Start of THE INPUT

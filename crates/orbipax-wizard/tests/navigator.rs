use orbipax_core::step::{StepConfig, WizardStepId, default_steps};
use orbipax_wizard::error::NavigatorError;
use orbipax_wizard::navigator::{StepStatus, WizardNavigator};

#[test]
fn starts_on_the_first_step() {
    let nav = WizardNavigator::default();
    assert_eq!(nav.current_step(), WizardStepId::Welcome);
    assert_eq!(nav.steps().len(), 10);
    assert!(nav.progress().visited_steps.contains(&WizardStepId::Welcome));
    assert!(nav.progress().completed_steps.is_empty());
    assert!(!nav.can_go_back());
    assert!(!nav.can_advance());
}

#[test]
fn progress_runs_from_ten_to_one_hundred_percent() {
    let mut nav = WizardNavigator::default();
    assert_eq!(nav.progress_percentage(), 10.0);
    nav.set_allow_skip_ahead(true);
    assert!(nav.go_to_step(WizardStepId::Review));
    assert_eq!(nav.progress_percentage(), 100.0);
    assert!(nav.is_last_step());
}

#[test]
fn boundaries_are_no_ops() {
    let mut nav = WizardNavigator::default();
    nav.set_allow_skip_ahead(true);
    assert!(!nav.prev_step());
    assert_eq!(nav.current_step(), WizardStepId::Welcome);

    assert!(nav.go_to_step(WizardStepId::Review));
    let before = nav.progress().clone();
    assert!(!nav.next_step());
    assert_eq!(nav.progress(), &before);
}

#[test]
fn unconfigured_steps_cannot_be_reached() {
    let mut nav = WizardNavigator::new(vec![
        StepConfig::required(WizardStepId::Welcome),
        StepConfig::required(WizardStepId::Review),
    ])
    .expect("valid step list");
    nav.set_allow_skip_ahead(true);
    let before = nav.progress().clone();
    assert!(!nav.go_to_step(WizardStepId::Insurance));
    assert_eq!(nav.progress(), &before);
    assert_eq!(nav.step_status(WizardStepId::Insurance), StepStatus::Unavailable);
    assert!(!nav.is_optional(WizardStepId::Insurance));
}

#[test]
fn step_lists_must_be_non_empty_and_unique() {
    assert!(matches!(WizardNavigator::new(vec![]), Err(NavigatorError::Empty)));
    let err = WizardNavigator::new(vec![
        StepConfig::required(WizardStepId::Welcome),
        StepConfig::optional(WizardStepId::Welcome),
    ])
    .expect_err("duplicate");
    assert!(matches!(err, NavigatorError::DuplicateStep(WizardStepId::Welcome)));
}

#[test]
fn round_trip_through_an_optional_step() {
    let mut nav = WizardNavigator::default();
    nav.set_allow_skip_ahead(true);
    assert!(nav.go_to_step(WizardStepId::MedicalProviders));
    assert!(nav.is_optional(WizardStepId::MedicalProviders));
    assert!(nav.next_step());
    assert_eq!(nav.current_step(), WizardStepId::Medications);
    assert!(nav.prev_step());
    assert_eq!(nav.current_step(), WizardStepId::MedicalProviders);
}

#[test]
fn advancing_is_gated_by_validity() {
    let mut nav = WizardNavigator::default();
    assert!(!nav.next_step());
    assert!(!nav.go_to_step(WizardStepId::Insurance));
    assert_eq!(nav.current_step(), WizardStepId::Welcome);

    nav.set_current_step_valid(true);
    assert!(nav.next_step());
    assert_eq!(nav.current_step(), WizardStepId::Demographics);
    assert_eq!(nav.step_status(WizardStepId::Welcome), StepStatus::Completed);
    assert_eq!(nav.step_status(WizardStepId::Demographics), StepStatus::Current);
    assert_eq!(nav.step_status(WizardStepId::Insurance), StepStatus::Upcoming);
    assert!(!nav.progress().is_current_step_valid);
}

#[test]
fn validity_follows_completion_when_moving() {
    let mut nav = WizardNavigator::default();
    nav.set_current_step_valid(true);
    assert!(nav.next_step());
    assert!(nav.prev_step());
    assert!(nav.progress().is_current_step_valid);

    // Visited steps stay reachable even when the current step is invalid.
    nav.set_current_step_valid(false);
    assert!(nav.go_to_step(WizardStepId::Demographics));
    assert_eq!(nav.step_status(WizardStepId::Welcome), StepStatus::Completed);
    assert!(nav.go_to_step(WizardStepId::Welcome));
    assert_eq!(nav.step_status(WizardStepId::Demographics), StepStatus::Visited);
}

#[test]
fn skipped_steps_are_not_completed() {
    let mut nav = WizardNavigator::default();
    nav.set_allow_skip_ahead(true);
    assert!(nav.next_step());
    assert_eq!(nav.step_status(WizardStepId::Welcome), StepStatus::Visited);
}

#[test]
fn reset_returns_to_the_start_but_keeps_skip_setting() {
    let mut nav = WizardNavigator::default();
    nav.set_allow_skip_ahead(true);
    nav.mark_completed(WizardStepId::Welcome);
    assert!(nav.go_to_step(WizardStepId::Goals));
    nav.reset();
    assert_eq!(nav.current_step(), WizardStepId::Welcome);
    assert!(nav.progress().completed_steps.is_empty());
    assert_eq!(nav.progress().visited_steps.len(), 1);
    assert!(nav.progress().allow_skip_ahead);
}

#[test]
fn default_navigator_uses_the_default_step_list() {
    assert_eq!(WizardNavigator::default().steps(), default_steps().as_slice());
}
use std::sync::Arc;

use orbipax_cli::commands;
use orbipax_cli::config::{OrbipaxConfig, StorageConfig, load_config_from};
use orbipax_core::step::WizardStepId;
use orbipax_storage::file::FileStore;
use orbipax_storage::port::IntakeStore;
use serde_json::json;
use uuid::Uuid;

fn today() -> jiff::civil::Date {
    jiff::civil::date(2025, 6, 1)
}

#[test]
fn init_writes_file_storage_and_refuses_to_overwrite() {
    let dir = tempfile::tempdir().expect("temp dir");
    let path = dir.path().join("config.json");
    let org = Uuid::new_v4();
    let root = dir.path().join("records");

    commands::init(&path, org, Some(root.clone()), false).expect("init");
    let config = load_config_from(&path).expect("load");
    assert_eq!(config.organization_id, org);
    assert_eq!(config.storage, StorageConfig::File { root: root.clone() });

    assert!(commands::init(&path, Uuid::new_v4(), Some(root.clone()), false).is_err());
    commands::init(&path, Uuid::new_v4(), Some(root), true).expect("forced init");
}

#[test]
fn steps_are_listed_in_order_with_optional_marks() {
    let config = OrbipaxConfig::new(Uuid::nil(), StorageConfig::Memory);
    let lines = commands::describe_steps(&config);
    assert_eq!(lines.len(), 10);
    assert!(lines[0].starts_with(" 1. welcome"));
    assert!(lines[4].ends_with("Medical Providers (optional)"));
    assert!(lines[9].ends_with("Review"));
}

#[test]
fn validate_reports_issues_in_both_modes() {
    let draft = json!({ "firstName": "Jane", "phone": "12" });
    let partial = commands::validate(WizardStepId::Demographics, &draft, true, today())
        .expect("validate");
    assert_eq!(partial.len(), 1);
    assert_eq!(partial[0].path, ["phone"]);

    let full = commands::validate(WizardStepId::Demographics, &draft, false, today())
        .expect("validate");
    assert!(full.len() > 1);

    let ok = commands::validate(WizardStepId::Welcome, &json!({ "acknowledged": true }), false, today())
        .expect("validate");
    assert!(ok.is_empty());
}

#[test]
fn validate_fails_on_non_object_drafts() {
    assert!(commands::validate(WizardStepId::Welcome, &json!([]), false, today()).is_err());
}

#[test]
fn read_draft_parses_json_files() {
    let dir = tempfile::tempdir().expect("temp dir");
    let path = dir.path().join("welcome.json");
    std::fs::write(&path, r#"{ "acknowledged": true }"#).expect("write");
    assert_eq!(
        commands::read_draft(&path).expect("read"),
        json!({ "acknowledged": true })
    );
    assert!(commands::read_draft(&dir.path().join("missing.json")).is_err());
}

#[tokio::test]
async fn save_then_load_through_the_file_store() {
    let dir = tempfile::tempdir().expect("temp dir");
    let (org, patient) = (Uuid::new_v4(), Uuid::new_v4());
    let store = FileStore::new(org, dir.path());

    let issues = commands::save(&store, patient, WizardStepId::Welcome, &json!({}), today())
        .await
        .expect("save");
    assert_eq!(issues.len(), 1);
    assert!(
        commands::load(&store, patient, WizardStepId::Welcome)
            .await
            .expect("load")
            .is_none()
    );

    let issues = commands::save(
        &store,
        patient,
        WizardStepId::Welcome,
        &json!({ "acknowledged": true }),
        today(),
    )
    .await
    .expect("save");
    assert!(issues.is_empty());
    let stored = commands::load(&store, patient, WizardStepId::Welcome)
        .await
        .expect("load")
        .expect("record");
    assert_eq!(stored.organization_id, org);
    assert_eq!(stored.data, json!({ "acknowledged": true }));
}

#[tokio::test]
async fn submit_reports_missing_steps() {
    let dir = tempfile::tempdir().expect("temp dir");
    let config = OrbipaxConfig::new(
        Uuid::new_v4(),
        StorageConfig::File {
            root: dir.path().to_path_buf(),
        },
    );
    let store: Arc<dyn IntakeStore> = commands::open_store(&config).await;
    let issues = commands::submit(&config, store, Uuid::new_v4(), today())
        .await
        .expect("submit");
    assert_eq!(issues.len(), 8);
    assert_eq!(issues[0].path, ["welcome"]);
}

End of THE INPUT

Starting from the data above, filter for lines with "civil" and copy each one.

fn today() -> jiff::civil::Date {
    jiff::civil::date(2025, 6, 1)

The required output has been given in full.